Stored items
= Beginning of Section =

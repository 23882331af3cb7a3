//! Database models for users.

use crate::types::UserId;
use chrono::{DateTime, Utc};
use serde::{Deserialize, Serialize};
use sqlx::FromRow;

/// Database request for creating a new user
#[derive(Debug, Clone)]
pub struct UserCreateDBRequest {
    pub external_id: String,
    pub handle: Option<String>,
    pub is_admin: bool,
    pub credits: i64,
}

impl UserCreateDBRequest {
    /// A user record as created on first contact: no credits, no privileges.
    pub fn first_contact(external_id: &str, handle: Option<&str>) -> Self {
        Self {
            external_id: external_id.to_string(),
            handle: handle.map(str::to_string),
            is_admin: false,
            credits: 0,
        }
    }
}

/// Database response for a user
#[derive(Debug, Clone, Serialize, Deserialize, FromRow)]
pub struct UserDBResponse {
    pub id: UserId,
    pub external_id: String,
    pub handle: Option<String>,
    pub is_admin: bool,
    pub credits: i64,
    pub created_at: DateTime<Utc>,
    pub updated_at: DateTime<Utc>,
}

= End of Section =
= Beginning of Section =

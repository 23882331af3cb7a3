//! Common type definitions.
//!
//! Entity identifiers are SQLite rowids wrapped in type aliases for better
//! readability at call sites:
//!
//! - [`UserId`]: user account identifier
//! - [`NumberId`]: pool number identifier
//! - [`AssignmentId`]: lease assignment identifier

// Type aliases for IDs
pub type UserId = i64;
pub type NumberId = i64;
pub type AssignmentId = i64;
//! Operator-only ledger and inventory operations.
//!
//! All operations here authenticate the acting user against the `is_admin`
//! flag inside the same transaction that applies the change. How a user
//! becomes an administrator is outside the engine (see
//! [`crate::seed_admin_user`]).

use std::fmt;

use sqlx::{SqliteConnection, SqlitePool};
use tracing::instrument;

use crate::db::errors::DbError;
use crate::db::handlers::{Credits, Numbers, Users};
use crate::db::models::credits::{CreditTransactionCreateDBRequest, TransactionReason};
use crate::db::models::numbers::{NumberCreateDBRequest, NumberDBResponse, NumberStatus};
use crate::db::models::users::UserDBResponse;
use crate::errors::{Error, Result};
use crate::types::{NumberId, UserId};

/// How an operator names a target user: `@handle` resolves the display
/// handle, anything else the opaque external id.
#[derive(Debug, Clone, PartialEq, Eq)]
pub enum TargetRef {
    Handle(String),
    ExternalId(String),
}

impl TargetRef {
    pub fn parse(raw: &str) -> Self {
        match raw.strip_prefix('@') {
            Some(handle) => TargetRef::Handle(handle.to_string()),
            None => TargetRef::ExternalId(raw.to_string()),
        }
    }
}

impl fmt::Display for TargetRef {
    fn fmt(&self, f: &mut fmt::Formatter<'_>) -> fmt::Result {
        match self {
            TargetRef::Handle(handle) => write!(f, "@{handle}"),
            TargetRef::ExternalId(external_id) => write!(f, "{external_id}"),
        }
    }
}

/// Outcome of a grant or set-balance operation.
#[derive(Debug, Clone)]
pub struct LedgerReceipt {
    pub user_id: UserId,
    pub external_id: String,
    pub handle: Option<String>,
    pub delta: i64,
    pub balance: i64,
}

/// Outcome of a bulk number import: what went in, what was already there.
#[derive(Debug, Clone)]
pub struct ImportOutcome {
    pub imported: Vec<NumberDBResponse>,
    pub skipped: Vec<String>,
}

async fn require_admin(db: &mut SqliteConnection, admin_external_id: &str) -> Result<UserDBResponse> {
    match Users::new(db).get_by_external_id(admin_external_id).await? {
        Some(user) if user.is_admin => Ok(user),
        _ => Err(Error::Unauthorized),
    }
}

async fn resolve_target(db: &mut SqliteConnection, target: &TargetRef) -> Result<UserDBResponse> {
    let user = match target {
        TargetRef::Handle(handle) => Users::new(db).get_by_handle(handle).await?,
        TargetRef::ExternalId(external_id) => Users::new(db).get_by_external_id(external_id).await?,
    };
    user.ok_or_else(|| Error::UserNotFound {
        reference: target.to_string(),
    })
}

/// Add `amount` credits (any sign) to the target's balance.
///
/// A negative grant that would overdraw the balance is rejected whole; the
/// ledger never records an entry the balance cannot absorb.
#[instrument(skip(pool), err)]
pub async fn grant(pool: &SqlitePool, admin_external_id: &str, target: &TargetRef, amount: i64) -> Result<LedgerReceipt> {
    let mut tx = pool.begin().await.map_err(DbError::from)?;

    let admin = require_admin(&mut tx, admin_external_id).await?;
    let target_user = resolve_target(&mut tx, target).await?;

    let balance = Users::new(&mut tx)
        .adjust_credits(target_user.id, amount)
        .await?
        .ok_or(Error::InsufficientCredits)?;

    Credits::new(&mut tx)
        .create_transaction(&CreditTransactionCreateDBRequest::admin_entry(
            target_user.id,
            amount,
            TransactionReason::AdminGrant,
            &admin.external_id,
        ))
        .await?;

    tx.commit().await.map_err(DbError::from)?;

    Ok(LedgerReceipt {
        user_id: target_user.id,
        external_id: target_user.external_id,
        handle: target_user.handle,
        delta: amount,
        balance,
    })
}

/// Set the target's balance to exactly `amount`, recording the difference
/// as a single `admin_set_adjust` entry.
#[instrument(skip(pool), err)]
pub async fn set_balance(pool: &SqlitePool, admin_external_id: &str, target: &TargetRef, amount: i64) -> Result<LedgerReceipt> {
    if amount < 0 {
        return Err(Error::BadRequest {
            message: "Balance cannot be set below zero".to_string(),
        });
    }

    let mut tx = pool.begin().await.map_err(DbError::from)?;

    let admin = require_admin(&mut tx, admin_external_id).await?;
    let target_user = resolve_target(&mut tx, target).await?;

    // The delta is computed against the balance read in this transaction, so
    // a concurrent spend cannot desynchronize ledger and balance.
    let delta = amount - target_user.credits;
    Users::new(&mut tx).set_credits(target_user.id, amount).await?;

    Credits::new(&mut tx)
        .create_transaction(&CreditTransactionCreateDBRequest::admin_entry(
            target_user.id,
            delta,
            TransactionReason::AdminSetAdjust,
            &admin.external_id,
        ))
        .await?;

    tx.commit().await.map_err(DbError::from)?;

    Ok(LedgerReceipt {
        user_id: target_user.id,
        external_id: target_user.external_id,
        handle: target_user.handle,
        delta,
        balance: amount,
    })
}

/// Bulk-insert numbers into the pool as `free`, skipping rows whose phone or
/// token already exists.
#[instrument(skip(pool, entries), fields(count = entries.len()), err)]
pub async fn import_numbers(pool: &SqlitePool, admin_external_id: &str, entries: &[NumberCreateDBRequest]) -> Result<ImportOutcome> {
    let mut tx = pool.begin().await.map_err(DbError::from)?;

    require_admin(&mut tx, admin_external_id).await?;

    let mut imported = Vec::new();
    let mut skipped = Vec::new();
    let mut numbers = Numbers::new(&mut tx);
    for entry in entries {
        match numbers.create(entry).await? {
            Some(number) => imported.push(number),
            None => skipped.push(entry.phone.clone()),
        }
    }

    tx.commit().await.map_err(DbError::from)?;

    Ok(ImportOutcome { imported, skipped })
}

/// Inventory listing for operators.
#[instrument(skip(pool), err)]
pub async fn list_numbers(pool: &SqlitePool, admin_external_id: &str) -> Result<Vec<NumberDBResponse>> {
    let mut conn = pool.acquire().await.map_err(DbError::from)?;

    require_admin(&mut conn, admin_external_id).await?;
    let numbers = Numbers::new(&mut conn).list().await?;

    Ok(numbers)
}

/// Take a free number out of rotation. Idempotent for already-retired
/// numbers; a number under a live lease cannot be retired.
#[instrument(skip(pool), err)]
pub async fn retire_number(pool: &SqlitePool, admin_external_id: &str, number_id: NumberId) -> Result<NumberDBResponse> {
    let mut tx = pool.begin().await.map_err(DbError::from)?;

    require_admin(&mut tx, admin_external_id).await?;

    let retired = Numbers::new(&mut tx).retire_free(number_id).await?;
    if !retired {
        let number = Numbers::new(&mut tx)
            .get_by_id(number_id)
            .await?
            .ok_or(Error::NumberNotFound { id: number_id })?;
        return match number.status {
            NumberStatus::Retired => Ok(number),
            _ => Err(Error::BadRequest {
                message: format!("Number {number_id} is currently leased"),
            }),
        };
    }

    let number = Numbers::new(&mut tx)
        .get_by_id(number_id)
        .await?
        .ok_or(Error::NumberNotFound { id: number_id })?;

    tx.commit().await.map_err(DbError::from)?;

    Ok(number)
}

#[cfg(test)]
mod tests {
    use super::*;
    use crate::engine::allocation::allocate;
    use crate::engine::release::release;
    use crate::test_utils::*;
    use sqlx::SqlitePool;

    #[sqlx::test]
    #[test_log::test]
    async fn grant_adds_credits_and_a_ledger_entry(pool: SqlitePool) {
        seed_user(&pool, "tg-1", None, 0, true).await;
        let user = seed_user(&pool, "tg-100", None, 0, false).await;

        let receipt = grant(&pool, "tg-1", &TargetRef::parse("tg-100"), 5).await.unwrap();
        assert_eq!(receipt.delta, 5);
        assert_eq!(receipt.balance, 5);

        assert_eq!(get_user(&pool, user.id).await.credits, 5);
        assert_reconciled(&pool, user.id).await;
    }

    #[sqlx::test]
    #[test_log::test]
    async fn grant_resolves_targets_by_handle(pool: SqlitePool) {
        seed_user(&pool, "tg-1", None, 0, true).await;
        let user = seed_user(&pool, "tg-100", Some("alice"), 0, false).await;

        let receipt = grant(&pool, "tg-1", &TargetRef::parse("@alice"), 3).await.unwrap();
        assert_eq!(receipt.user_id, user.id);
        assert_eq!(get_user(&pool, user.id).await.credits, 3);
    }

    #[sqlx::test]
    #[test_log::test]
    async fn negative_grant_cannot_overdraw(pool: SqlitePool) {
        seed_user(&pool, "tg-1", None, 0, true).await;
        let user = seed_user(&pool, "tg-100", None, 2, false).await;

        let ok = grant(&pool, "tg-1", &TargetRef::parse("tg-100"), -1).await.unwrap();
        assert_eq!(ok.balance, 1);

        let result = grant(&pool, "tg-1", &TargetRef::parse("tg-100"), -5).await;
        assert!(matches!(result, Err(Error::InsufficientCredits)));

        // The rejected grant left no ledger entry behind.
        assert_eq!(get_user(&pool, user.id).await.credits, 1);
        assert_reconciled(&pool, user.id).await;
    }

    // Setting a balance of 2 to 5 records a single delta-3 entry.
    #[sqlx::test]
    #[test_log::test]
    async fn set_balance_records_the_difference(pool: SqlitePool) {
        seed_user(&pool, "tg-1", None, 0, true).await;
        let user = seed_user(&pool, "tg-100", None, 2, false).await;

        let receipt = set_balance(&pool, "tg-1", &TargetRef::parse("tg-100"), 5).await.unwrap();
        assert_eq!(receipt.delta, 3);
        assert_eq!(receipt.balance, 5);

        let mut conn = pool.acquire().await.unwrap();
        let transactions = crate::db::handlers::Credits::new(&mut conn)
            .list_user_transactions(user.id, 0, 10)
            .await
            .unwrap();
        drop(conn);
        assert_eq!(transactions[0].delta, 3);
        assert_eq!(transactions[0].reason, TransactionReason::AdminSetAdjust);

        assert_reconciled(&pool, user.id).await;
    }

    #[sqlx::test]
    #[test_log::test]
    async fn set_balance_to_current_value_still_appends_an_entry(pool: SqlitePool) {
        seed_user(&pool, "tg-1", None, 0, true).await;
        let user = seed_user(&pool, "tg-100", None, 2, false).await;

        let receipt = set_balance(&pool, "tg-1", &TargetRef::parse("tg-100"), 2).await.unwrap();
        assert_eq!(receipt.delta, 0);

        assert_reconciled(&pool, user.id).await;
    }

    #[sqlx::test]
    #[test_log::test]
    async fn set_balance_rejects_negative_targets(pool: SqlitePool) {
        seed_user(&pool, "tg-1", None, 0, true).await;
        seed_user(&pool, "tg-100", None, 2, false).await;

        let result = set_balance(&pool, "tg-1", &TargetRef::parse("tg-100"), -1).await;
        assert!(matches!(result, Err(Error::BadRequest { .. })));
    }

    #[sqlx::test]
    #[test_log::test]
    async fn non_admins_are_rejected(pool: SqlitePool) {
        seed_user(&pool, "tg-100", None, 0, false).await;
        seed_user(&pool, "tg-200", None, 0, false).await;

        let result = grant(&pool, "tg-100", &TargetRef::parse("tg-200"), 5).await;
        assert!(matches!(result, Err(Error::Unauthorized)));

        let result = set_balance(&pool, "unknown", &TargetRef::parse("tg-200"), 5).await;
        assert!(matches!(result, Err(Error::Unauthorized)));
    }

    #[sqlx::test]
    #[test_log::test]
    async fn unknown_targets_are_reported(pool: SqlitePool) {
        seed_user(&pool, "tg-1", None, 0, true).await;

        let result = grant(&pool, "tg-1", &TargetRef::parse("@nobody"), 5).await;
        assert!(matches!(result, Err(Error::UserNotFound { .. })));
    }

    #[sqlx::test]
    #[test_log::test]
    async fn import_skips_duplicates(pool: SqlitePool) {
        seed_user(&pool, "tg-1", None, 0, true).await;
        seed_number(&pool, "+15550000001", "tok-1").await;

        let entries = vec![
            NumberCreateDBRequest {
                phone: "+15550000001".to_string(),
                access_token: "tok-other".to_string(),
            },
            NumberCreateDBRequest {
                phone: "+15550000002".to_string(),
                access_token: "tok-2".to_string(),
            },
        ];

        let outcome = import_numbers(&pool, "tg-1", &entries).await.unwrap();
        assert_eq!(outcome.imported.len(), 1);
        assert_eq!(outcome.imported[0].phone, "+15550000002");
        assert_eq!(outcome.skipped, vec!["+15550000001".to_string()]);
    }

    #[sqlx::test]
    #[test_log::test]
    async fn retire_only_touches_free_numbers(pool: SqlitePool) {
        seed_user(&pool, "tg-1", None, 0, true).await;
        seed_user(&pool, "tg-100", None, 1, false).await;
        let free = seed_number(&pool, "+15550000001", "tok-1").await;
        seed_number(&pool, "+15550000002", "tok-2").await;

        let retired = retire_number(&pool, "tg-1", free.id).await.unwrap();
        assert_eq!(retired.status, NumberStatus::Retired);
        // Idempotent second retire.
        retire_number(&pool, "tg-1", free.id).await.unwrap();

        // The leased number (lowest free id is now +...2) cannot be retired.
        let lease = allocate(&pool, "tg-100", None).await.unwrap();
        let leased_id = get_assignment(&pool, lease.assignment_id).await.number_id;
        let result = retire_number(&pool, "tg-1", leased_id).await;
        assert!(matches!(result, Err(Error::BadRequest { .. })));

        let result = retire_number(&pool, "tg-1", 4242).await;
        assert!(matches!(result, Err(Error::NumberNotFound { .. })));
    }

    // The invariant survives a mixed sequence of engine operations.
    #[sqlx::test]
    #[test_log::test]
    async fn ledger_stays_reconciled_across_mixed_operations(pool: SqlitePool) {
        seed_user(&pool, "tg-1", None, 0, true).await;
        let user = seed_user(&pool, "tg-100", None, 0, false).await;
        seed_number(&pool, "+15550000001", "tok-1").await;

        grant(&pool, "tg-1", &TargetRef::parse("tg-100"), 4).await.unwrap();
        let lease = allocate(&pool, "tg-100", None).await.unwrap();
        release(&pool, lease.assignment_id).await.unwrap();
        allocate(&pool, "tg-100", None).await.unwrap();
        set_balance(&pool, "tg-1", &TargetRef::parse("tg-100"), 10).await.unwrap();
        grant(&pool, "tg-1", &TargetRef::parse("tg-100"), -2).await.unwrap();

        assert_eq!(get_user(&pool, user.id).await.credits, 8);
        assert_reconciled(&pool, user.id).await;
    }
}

= End of Section =
= Beginning of Section =

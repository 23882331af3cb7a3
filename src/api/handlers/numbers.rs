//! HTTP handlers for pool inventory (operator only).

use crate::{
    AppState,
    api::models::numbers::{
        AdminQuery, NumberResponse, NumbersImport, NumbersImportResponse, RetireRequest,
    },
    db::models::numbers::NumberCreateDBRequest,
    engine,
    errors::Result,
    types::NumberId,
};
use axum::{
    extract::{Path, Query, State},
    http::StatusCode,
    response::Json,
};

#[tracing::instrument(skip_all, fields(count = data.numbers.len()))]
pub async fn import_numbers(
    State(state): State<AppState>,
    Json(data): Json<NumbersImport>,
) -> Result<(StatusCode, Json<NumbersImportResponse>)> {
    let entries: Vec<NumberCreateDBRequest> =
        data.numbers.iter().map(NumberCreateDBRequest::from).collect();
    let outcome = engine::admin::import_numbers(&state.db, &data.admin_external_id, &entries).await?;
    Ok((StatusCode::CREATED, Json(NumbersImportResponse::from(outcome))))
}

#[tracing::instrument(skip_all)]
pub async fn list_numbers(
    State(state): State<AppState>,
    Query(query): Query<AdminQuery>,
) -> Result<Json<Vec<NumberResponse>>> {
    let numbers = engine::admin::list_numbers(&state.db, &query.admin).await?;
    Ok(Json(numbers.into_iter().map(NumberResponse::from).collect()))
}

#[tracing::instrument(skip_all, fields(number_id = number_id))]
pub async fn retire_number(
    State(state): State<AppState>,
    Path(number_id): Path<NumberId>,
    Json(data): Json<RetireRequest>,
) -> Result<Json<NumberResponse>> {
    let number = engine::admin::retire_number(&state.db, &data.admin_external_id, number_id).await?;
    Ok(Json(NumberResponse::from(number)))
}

= End of Section =

### WHAT NEEDS TO BE DONE
Whenever a line of the data includes the word "skipped", show that line in full.

### RESULT OF THIS TASK
    pub skipped: Vec<String>,
    let mut skipped = Vec::new();
            None => skipped.push(entry.phone.clone()),
    Ok(ImportOutcome { imported, skipped })
        assert_eq!(outcome.skipped, vec!["+15550000001".to_string()]);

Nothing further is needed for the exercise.